**Work to complete:** Below are entries. Reproduce exactly the lines between the line holding "impl fmt::Display for" and the line holding "fn parse_varspec(spec: &str)", inclusive, and only those.

(Entries taken from a collection)
———

impl UriTemplate {
    pub fn parse(template: &str) -> Result<Self, UriTemplateError> {
        let mut parts = Vec::new();
        let mut literal = String::new();
        let mut rest = template;
        let mut offset = 0;

        while let Some(pos) = rest.find(&['{', '}'][..]) {
            let (before, tail) = rest.split_at(pos);
            literal.push_str(before);
            if tail.starts_with('}') {
                return Err(UriTemplateError::UnexpectedClose {
                    offset: offset + pos,
                });
            }
            let close = tail
                .find('}')
                .ok_or(UriTemplateError::UnclosedExpression {
                    offset: offset + pos,
                })?;
            if !literal.is_empty() {
                parts.push(Part::Literal(encode(&literal, true)));
                literal.clear();
            }
            parts.push(parse_expression(&tail[1..close], offset + pos)?);
            rest = &tail[close + 1..];
            offset += pos + close + 1;
        }

        literal.push_str(rest);
        if !literal.is_empty() {
            parts.push(Part::Literal(encode(&literal, true)));
        }

        Ok(Self {
            source: template.to_string(),
            parts,
        })
    }

    /// The template text this value was parsed from.
    pub fn as_str(&self) -> &str {
        &self.source
    }

    /// Variable names in the order they appear in the template.
    pub fn variables(&self) -> Vec<&str> {
        self.parts
            .iter()
            .filter_map(|part| match part {
                Part::Expression { vars, .. } => Some(vars),
                Part::Literal(_) => None,
            })
            .flatten()
            .map(|var| var.name.as_str())
            .collect()
    }

    /// Expand the template, omitting every undefined variable.
    pub fn expand(&self, params: &TemplateParams) -> String {
        self.render(params).0
    }

    /// Expand the template, failing when a path variable is undefined or
    /// empty.
    pub fn try_expand(&self, params: &TemplateParams) -> Result<String, UriTemplateError> {
        match self.render(params) {
            (uri, None) => Ok(uri),
            (_, Some(name)) => Err(UriTemplateError::MissingVariable { name }),
        }
    }

    fn render(&self, params: &TemplateParams) -> (String, Option<String>) {
        let mut out = String::with_capacity(self.source.len());
        let mut missing = None;
        for part in &self.parts {
            match part {
                Part::Literal(text) => out.push_str(text),
                Part::Expression { op, vars } => {
                    expand_expression(&mut out, *op, vars, params, &mut missing)
                }
            }
        }
        (out, missing)
    }
}

impl FromStr for UriTemplate {
    type Err = UriTemplateError;

    fn from_str(s: &str) -> Result<Self, Self::Err> {
        Self::parse(s)
    }
}

impl fmt::Display for UriTemplate {
    fn fmt(&self, f: &mut fmt::Formatter<'_>) -> fmt::Result {
        f.write_str(&self.source)
    }
}

fn parse_expression(body: &str, offset: usize) -> Result<Part, UriTemplateError> {
    let (op, list) = match body.chars().next().and_then(Operator::from_char) {
        Some(op) => (op, &body[1..]),
        None => (Operator::Simple, body),
    };
    if list.is_empty() {
        return Err(UriTemplateError::EmptyExpression { offset });
    }
    let vars = list
        .split(',')
        .map(parse_varspec)
        .collect::<Result<Vec<_>, _>>()?;
    Ok(Part::Expression { op, vars })
}

fn parse_varspec(spec: &str) -> Result<VarSpec, UriTemplateError> {
    let (name, modifier) = if let Some(name) = spec.strip_suffix('*') {
        (name, Modifier::Explode)
    } else if let Some((name, len)) = spec.split_once(':') {
        let valid = !len.is_empty() && len.len() <= 4 && len.bytes().all(|b| b.is_ascii_digit());
        let len = len
            .parse::<usize>()
            .ok()
            .filter(|n| valid && *n > 0)
            .ok_or_else(|| UriTemplateError::InvalidPrefix {
                spec: spec.to_string(),
            })?;
        (name, Modifier::Prefix(len))
    } else {
        (spec, Modifier::None)
    };

    let valid_name = !name.is_empty()
        && !name.starts_with('.')
        && name
            .chars()
            .all(|c| c.is_ascii_alphanumeric() || matches!(c, '_' | '.' | '%'));
    if !valid_name {
        return Err(UriTemplateError::InvalidVariable {
            name: name.to_string(),
        });
    }

    Ok(VarSpec {
        name: name.to_string(),
        modifier,
    })
}

fn expand_expression(
    out: &mut String,
    op: Operator,
    vars: &[VarSpec],
    params: &TemplateParams,
    missing: &mut Option<String>,
) {
    let mut first = true;
    for var in vars {
        let Some(value) = params.get(&var.name).filter(|v| is_defined(v)) else {
            if op.is_required() && missing.is_none() {
                *missing = Some(var.name.clone());
            }
            continue;
        };

        let is_empty_string = value.as_str() == Some("");
        if is_empty_string && op.is_required() && missing.is_none() {
            *missing = Some(var.name.clone());
        }
        if is_empty_string && op.is_query() {
            continue;
        }

        out.push_str(if first { op.first() } else { op.separator() });
        first = false;

        match value {
            Value::Array(items) => expand_list(out, op, var, items),
            Value::Object(map) => expand_map(out, op, var, map),
            scalar => expand_scalar(out, op, var, &scalar_text(scalar)),
        }
    }
}

fn expand_scalar(out: &mut String, op: Operator, var: &VarSpec, text: &str) {
    let text = match var.modifier {
        Modifier::Prefix(len) => text.chars().take(len).collect::<String>(),
        _ => text.to_string(),
    };
    if op.named() {
        out.push_str(&var.name);
        if text.is_empty() {
            out.push_str(op.if_empty());
            return;
        }
        out.push('=');
    }
    out.push_str(&encode(&text, op.allows_reserved()));
}

fn expand_list(out: &mut String, op: Operator, var: &VarSpec, items: &[Value]) {
    let reserved = op.allows_reserved();
    if var.modifier == Modifier::Explode {
        let joined = items
            .iter()
            .map(|item| {
                let text = scalar_text(item);
                match (op.named(), text.is_empty()) {
                    (true, true) => format!("{}{}", var.name, op.if_empty()),
                    (true, false) => format!("{}={}", var.name, encode(&text, reserved)),
                    (false, _) => encode(&text, reserved),
                }
            })
            .collect::<Vec<_>>()
            .join(op.separator());
        out.push_str(&joined);
        return;
    }

    let joined = items
        .iter()
        .map(|item| encode(&scalar_text(item), reserved))
        .collect::<Vec<_>>()
        .join(",");
    if op.named() {
        out.push_str(&var.name);
        out.push('=');
    }
    out.push_str(&joined);
}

———

**Solved problem:**
impl fmt::Display for UriTemplate {
    fn fmt(&self, f: &mut fmt::Formatter<'_>) -> fmt::Result {
        f.write_str(&self.source)
    }
}

fn parse_expression(body: &str, offset: usize) -> Result<Part, UriTemplateError> {
    let (op, list) = match body.chars().next().and_then(Operator::from_char) {
        Some(op) => (op, &body[1..]),
        None => (Operator::Simple, body),
    };
    if list.is_empty() {
        return Err(UriTemplateError::EmptyExpression { offset });
    }
    let vars = list
        .split(',')
        .map(parse_varspec)
        .collect::<Result<Vec<_>, _>>()?;
    Ok(Part::Expression { op, vars })
}

fn parse_varspec(spec: &str) -> Result<VarSpec, UriTemplateError> {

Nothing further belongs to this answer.